## WORK REQUIRED:
Copy each line of the entries that contains the word "secs".
- Opening Delimiter -
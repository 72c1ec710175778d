//! Backoff timing
//!
//! Exponential delay schedule and the sleep seam used between attempts

use async_trait::async_trait;
use std::time::Duration;

/// Sleeps between attempts
#[async_trait]
pub trait Sleeper: Send + Sync {
    async fn sleep(&self, duration: Duration);
}

/// Sleeps on the tokio timer
#[derive(Debug, Clone, Copy, Default)]
pub struct TokioSleeper;

#[async_trait]
impl Sleeper for TokioSleeper {
    async fn sleep(&self, duration: Duration) {
        tokio::time::sleep(duration).await;
    }
}

/// `base * 2^retry_index`, where index 0 is the first retry
pub fn backoff_delay(base: Duration, retry_index: u32) -> Duration {
    base.saturating_mul(2_u32.saturating_pow(retry_index))
}

/// Parse a `Retry-After` header given in seconds
pub fn parse_retry_after(value: Option<&str>) -> Option<u64> {
    let secs = value?.trim().parse::<f64>().ok()?;
    if secs.is_finite() && secs >= 0.0 {
        Some(secs.ceil() as u64)
    } else {
        None
    }
}
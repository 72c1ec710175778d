//! Service layer module
//!
//! Contains the rate limiter, HTTP transport, gateway client and flashcard generator

pub mod backoff;
pub mod client;
pub mod flashcards;
pub mod rate_limiter;
pub mod transport;

pub use backoff::{Sleeper, TokioSleeper};
pub use client::{GatewayClient, GatewayClientBuilder, GatewayConfig};
pub use flashcards::{FlashcardGenerator, FlashcardGeneratorConfig, FlashcardProposal};
pub use rate_limiter::{RateLimitStatus, RateLimiter, RateLimiterConfig, RateLimiterConfigUpdate, RateLimiterPreset};
pub use transport::{ReqwestTransport, Transport, TransportError, TransportRequest, TransportResponse};
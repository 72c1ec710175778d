//! Token bucket rate limiter
//!
//! Bounds request throughput to `refill_rate` tokens per `refill_interval_ms`
//! with a burst allowance of `capacity`. Refill is lazy: every access credits
//! the whole intervals elapsed since the last refill and advances the refill
//! clock by exactly those intervals, so partial progress toward the next
//! interval is kept.

use crate::utils::error::RateLimiterError;
use serde::{Deserialize, Serialize};
use std::sync::{Mutex, MutexGuard, PoisonError};
use std::time::Duration;
use tokio::time::Instant;
use tracing::{debug, trace};

/// Rate limiter configuration
#[derive(Debug, Clone, Copy, PartialEq, Serialize, Deserialize)]
#[serde(rename_all = "camelCase")]
pub struct RateLimiterConfig {
    /// Maximum tokens held (burst size)
    pub capacity: u32,
    /// Tokens added per interval
    pub refill_rate: f64,
    pub refill_interval_ms: u64,
    /// Longest `acquire` may wait before failing
    pub max_wait_time_ms: u64,
}

impl Default for RateLimiterConfig {
    fn default() -> Self {
        RateLimiterPreset::Default.config()
    }
}

impl RateLimiterConfig {
    /// Validate configuration validity
    pub fn validate(&self) -> Result<(), RateLimiterError> {
        if self.capacity == 0 {
            return Err(RateLimiterError::InvalidConfig("capacity must be positive".to_string()));
        }
        check_refill_rate(self.refill_rate)?;
        if self.refill_interval_ms == 0 {
            return Err(RateLimiterError::InvalidConfig("refillIntervalMs must be positive".to_string()));
        }
        if self.max_wait_time_ms == 0 {
            return Err(RateLimiterError::InvalidConfig("maxWaitTimeMs must be positive".to_string()));
        }
        Ok(())
    }
}

fn check_refill_rate(rate: f64) -> Result<(), RateLimiterError> {
    if rate.is_finite() && rate > 0.0 {
        Ok(())
    } else {
        Err(RateLimiterError::InvalidConfig("refillRate must be a positive number".to_string()))
    }
}

/// Named configuration profiles
#[derive(Debug, Clone, Copy, PartialEq, Eq, Default, Serialize, Deserialize)]
#[serde(rename_all = "lowercase")]
pub enum RateLimiterPreset {
    /// One request per second, bursts of 60
    #[default]
    Default,
    /// Ten requests per minute, for shared or free-tier keys
    Conservative,
    /// Generous limits for local development
    Development,
}

impl RateLimiterPreset {
    pub fn config(&self) -> RateLimiterConfig {
        match self {
            RateLimiterPreset::Default => RateLimiterConfig {
                capacity: 60,
                refill_rate: 1.0,
                refill_interval_ms: 1000,
                max_wait_time_ms: 30_000,
            },
            RateLimiterPreset::Conservative => RateLimiterConfig {
                capacity: 10,
                refill_rate: 1.0,
                refill_interval_ms: 6000,
                max_wait_time_ms: 60_000,
            },
            RateLimiterPreset::Development => RateLimiterConfig {
                capacity: 100,
                refill_rate: 10.0,
                refill_interval_ms: 1000,
                max_wait_time_ms: 10_000,
            },
        }
    }

    pub fn as_str(&self) -> &'static str {
        match self {
            RateLimiterPreset::Default => "default",
            RateLimiterPreset::Conservative => "conservative",
            RateLimiterPreset::Development => "development",
        }
    }
}

impl std::str::FromStr for RateLimiterPreset {
    type Err = RateLimiterError;

    fn from_str(s: &str) -> Result<Self, Self::Err> {
        match s.trim().to_lowercase().as_str() {
            "default" => Ok(RateLimiterPreset::Default),
            "conservative" => Ok(RateLimiterPreset::Conservative),
            "development" | "dev" => Ok(RateLimiterPreset::Development),
            other => Err(RateLimiterError::InvalidConfig(format!("unknown rate limit preset: {}", other))),
        }
    }
}

/// Partial configuration update; `None` fields are left unchanged
#[derive(Debug, Clone, Copy, Default, PartialEq, Serialize, Deserialize)]
#[serde(rename_all = "camelCase")]
pub struct RateLimiterConfigUpdate {
    pub capacity: Option<u32>,
    pub refill_rate: Option<f64>,
    pub refill_interval_ms: Option<u64>,
    pub max_wait_time_ms: Option<u64>,
}

impl RateLimiterConfigUpdate {
    /// Changed property names and their new values, for logging
    pub fn changes(&self) -> Vec<(&'static str, serde_json::Value)> {
        let mut changes = Vec::new();
        if let Some(v) = self.capacity {
            changes.push(("capacity", v.into()));
        }
        if let Some(v) = self.refill_rate {
            changes.push(("refillRate", v.into()));
        }
        if let Some(v) = self.refill_interval_ms {
            changes.push(("refillIntervalMs", v.into()));
        }
        if let Some(v) = self.max_wait_time_ms {
            changes.push(("maxWaitTimeMs", v.into()));
        }
        changes
    }
}

/// Point-in-time view of the limiter
#[derive(Debug, Clone, PartialEq, Serialize, Deserialize)]
#[serde(rename_all = "camelCase")]
pub struct RateLimitStatus {
    pub available_tokens: f64,
    pub capacity: u32,
    pub time_until_next_token_ms: u64,
    pub config: RateLimiterConfig,
}

struct BucketState {
    config: RateLimiterConfig,
    tokens: f64,
    last_refill: Instant,
}

impl BucketState {
    fn interval(&self) -> Duration {
        Duration::from_millis(self.config.refill_interval_ms)
    }

    fn refill(&mut self, now: Instant) {
        let interval_ms = u128::from(self.config.refill_interval_ms);
        let elapsed_ms = now.saturating_duration_since(self.last_refill).as_millis();
        let whole_intervals = elapsed_ms / interval_ms;
        if whole_intervals == 0 {
            return;
        }

        let capacity = f64::from(self.config.capacity);
        self.tokens = (self.tokens + whole_intervals as f64 * self.config.refill_rate).min(capacity);
        // u64 milliseconds cover any realistic uptime
        let advance_ms = u64::try_from(whole_intervals * interval_ms).unwrap_or(u64::MAX);
        self.last_refill += Duration::from_millis(advance_ms);

        trace!(tokens = self.tokens, intervals = whole_intervals as u64, "Token bucket refilled");
    }

    /// Time until the next interval boundary; assumes `refill` ran at `now`
    fn until_next_interval(&self, now: Instant) -> Duration {
        self.interval()
            .saturating_sub(now.saturating_duration_since(self.last_refill))
    }

    /// Time until one more whole token is held; assumes `refill` ran at `now`
    fn time_until_next_token(&self, now: Instant) -> Duration {
        let capacity = f64::from(self.config.capacity);
        if self.tokens >= capacity {
            return Duration::ZERO;
        }
        let target = (self.tokens.floor() + 1.0).min(capacity);
        self.time_until_available(target, now)
    }

    /// Time until `n` tokens are held; assumes `refill` ran at `now`
    fn time_until_available(&self, n: f64, now: Instant) -> Duration {
        let needed = n - self.tokens;
        if needed <= 0.0 {
            return Duration::ZERO;
        }
        let intervals = (needed / self.config.refill_rate).ceil() as u32;
        self.until_next_interval(now) + self.interval() * intervals.saturating_sub(1)
    }
}

/// Token bucket shared by every call of one client
pub struct RateLimiter {
    state: Mutex<BucketState>,
}

impl std::fmt::Debug for RateLimiter {
    fn fmt(&self, f: &mut std::fmt::Formatter<'_>) -> std::fmt::Result {
        let state = self.lock();
        f.debug_struct("RateLimiter")
            .field("config", &state.config)
            .field("tokens", &state.tokens)
            .finish()
    }
}

impl Default for RateLimiter {
    fn default() -> Self {
        Self::with_config_unchecked(RateLimiterConfig::default())
    }
}

impl RateLimiter {
    /// Create a full bucket
    pub fn new(config: RateLimiterConfig) -> Result<Self, RateLimiterError> {
        config.validate()?;
        Ok(Self::with_config_unchecked(config))
    }

    pub fn from_preset(preset: RateLimiterPreset) -> Self {
        Self::with_config_unchecked(preset.config())
    }

    fn with_config_unchecked(config: RateLimiterConfig) -> Self {
        Self {
            state: Mutex::new(BucketState {
                config,
                tokens: f64::from(config.capacity),
                last_refill: Instant::now(),
            }),
        }
    }

    fn lock(&self) -> MutexGuard<'_, BucketState> {
        // Every mutation leaves the state consistent, so a poisoned lock is still usable
        self.state.lock().unwrap_or_else(PoisonError::into_inner)
    }

    /// Wait for `n` tokens and consume them
    ///
    /// Returns how long the caller was suspended. Fails immediately when `n`
    /// exceeds capacity, or as soon as the total wait would pass `max_wait_time_ms`.
    pub async fn acquire(&self, n: u32) -> Result<Duration, RateLimiterError> {
        let started = Instant::now();

        loop {
            let wait = {
                let mut state = self.lock();
                if n > state.config.capacity {
                    return Err(RateLimiterError::ExceedsCapacity {
                        requested: n,
                        capacity: state.config.capacity,
                    });
                }

                let now = Instant::now();
                state.refill(now);

                let requested = f64::from(n);
                if state.tokens >= requested {
                    state.tokens -= requested;
                    debug!(acquired = n, remaining = state.tokens, "Token bucket: acquired tokens");
                    return Ok(now.saturating_duration_since(started));
                }

                let wait = state.time_until_available(requested, now);
                let total = now.saturating_duration_since(started) + wait;
                let max_wait = Duration::from_millis(state.config.max_wait_time_ms);
                if total > max_wait {
                    return Err(RateLimiterError::WaitTimeExceeded {
                        wait_ms: total.as_millis() as u64,
                        max_wait_ms: state.config.max_wait_time_ms,
                    });
                }
                wait
            };

            debug!(wait_ms = wait.as_millis() as u64, requested = n, "Token bucket: waiting for tokens");
            tokio::time::sleep(wait).await;
        }
    }

    /// Whether `n` tokens are available right now; consumes nothing
    pub fn can_acquire(&self, n: u32) -> bool {
        let mut state = self.lock();
        state.refill(Instant::now());
        state.tokens >= f64::from(n)
    }

    pub fn available_tokens(&self) -> f64 {
        let mut state = self.lock();
        state.refill(Instant::now());
        state.tokens
    }

    /// Time until at least one more token is credited; zero when full
    pub fn time_until_next_token(&self) -> Duration {
        let mut state = self.lock();
        let now = Instant::now();
        state.refill(now);
        state.time_until_next_token(now)
    }

    pub fn config(&self) -> RateLimiterConfig {
        self.lock().config
    }

    pub fn status(&self) -> RateLimitStatus {
        let mut state = self.lock();
        let now = Instant::now();
        state.refill(now);
        RateLimitStatus {
            available_tokens: state.tokens,
            capacity: state.config.capacity,
            time_until_next_token_ms: state.time_until_next_token(now).as_millis() as u64,
            config: state.config,
        }
    }

    /// Apply a partial update; tokens clamp down to a smaller capacity
    pub fn update_config(&self, update: RateLimiterConfigUpdate) -> Result<RateLimiterConfig, RateLimiterError> {
        let mut state = self.lock();

        let mut next = state.config;
        if let Some(capacity) = update.capacity {
            next.capacity = capacity;
        }
        if let Some(rate) = update.refill_rate {
            next.refill_rate = rate;
        }
        if let Some(interval) = update.refill_interval_ms {
            next.refill_interval_ms = interval;
        }
        if let Some(max_wait) = update.max_wait_time_ms {
            next.max_wait_time_ms = max_wait;
        }
        next.validate()?;

        // Credit progress under the old schedule before switching
        state.refill(Instant::now());
        state.config = next;
        state.tokens = state.tokens.min(f64::from(next.capacity));
        debug!(?next, tokens = state.tokens, "Rate limiter config updated");
        Ok(next)
    }

    /// Refill to capacity and restart the refill clock
    pub fn reset(&self) {
        let mut state = self.lock();
        state.tokens = f64::from(state.config.capacity);
        state.last_refill = Instant::now();
        debug!(tokens = state.tokens, "Rate limiter reset");
    }
}
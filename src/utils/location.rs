//! `Location` header encoding for redirect targets.
//!
//! Stored long URLs are opaque and may contain bytes a header cannot carry.
//! They are percent-encoded on the way out; the stored value never changes.

use percent_encoding::{AsciiSet, CONTROLS, utf8_percent_encode};

/// Bytes escaped in a redirect target, besides controls and non-ASCII.
///
/// Reserved characters (`:/?#[]@!$&'()*+,;=`) pass through, so an already
/// well-formed URL is left untouched.
const LOCATION: &AsciiSet = &CONTROLS
    .add(b' ')
    .add(b'"')
    .add(b'<')
    .add(b'>')
    .add(b'\\')
    .add(b'^')
    .add(b'`')
    .add(b'{')
    .add(b'|')
    .add(b'}');

/// Percent-encodes `url` so it is always a valid header value.
///
/// Existing `%XX` escapes are kept; a `%` not followed by two hex digits
/// becomes `%25`.
///
/// ```ignore
/// assert_eq!(encode_location("https://a.com/x y"), "https://a.com/x%20y");
/// ```
pub fn encode_location(url: &str) -> String {
    let mut parts = url.split('%');
    let mut encoded = String::with_capacity(url.len());

    if let Some(first) = parts.next() {
        encoded.extend(utf8_percent_encode(first, LOCATION));
    }

    for part in parts {
        let escaped = part.len() >= 2 && part.as_bytes()[..2].iter().all(u8::is_ascii_hexdigit);
        encoded.push_str(if escaped { "%" } else { "%25" });
        encoded.extend(utf8_percent_encode(part, LOCATION));
    }

    encoded
}

#[cfg(test)]
mod tests {
    use super::*;
    use axum::http::HeaderValue;

    #[test]
    fn test_well_formed_url_unchanged() {
        let url = "https://example.com/path?q=1&r=a,b#frag";
        assert_eq!(encode_location(url), url);
    }

    #[test]
    fn test_encodes_whitespace_and_controls() {
        assert_eq!(
            encode_location("https://example.com/a b\nc\td"),
            "https://example.com/a%20b%0Ac%09d"
        );
    }

    #[test]
    fn test_encodes_non_ascii_as_utf8() {
        assert_eq!(
            encode_location("https://example.com/café"),
            "https://example.com/caf%C3%A9"
        );
    }

    #[test]
    fn test_keeps_existing_escapes() {
        assert_eq!(
            encode_location("https://example.com/a%20b%zz%"),
            "https://example.com/a%20b%25zz%25"
        );
    }

    #[test]
    fn test_encodes_unsafe_ascii() {
        assert_eq!(
            encode_location("https://example.com/{x}|\"<y>\"^`\\"),
            "https://example.com/%7Bx%7D%7C%22%3Cy%3E%22%5E%60%5C"
        );
    }

    #[test]
    fn test_result_is_always_a_header_value() {
        for url in ["\u{0}\u{7f}", "a\r\nSet-Cookie: x=1", "plain text", "日本語"] {
            assert!(HeaderValue::from_str(&encode_location(url)).is_ok(), "{url:?}");
        }
    }
}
- Closing Delimiter -
## RESULT FOR THIS EXERCISE:
    let secs = value?.trim().parse::<f64>().ok()?;
    if secs.is_finite() && secs >= 0.0 {
        Some(secs.ceil() as u64)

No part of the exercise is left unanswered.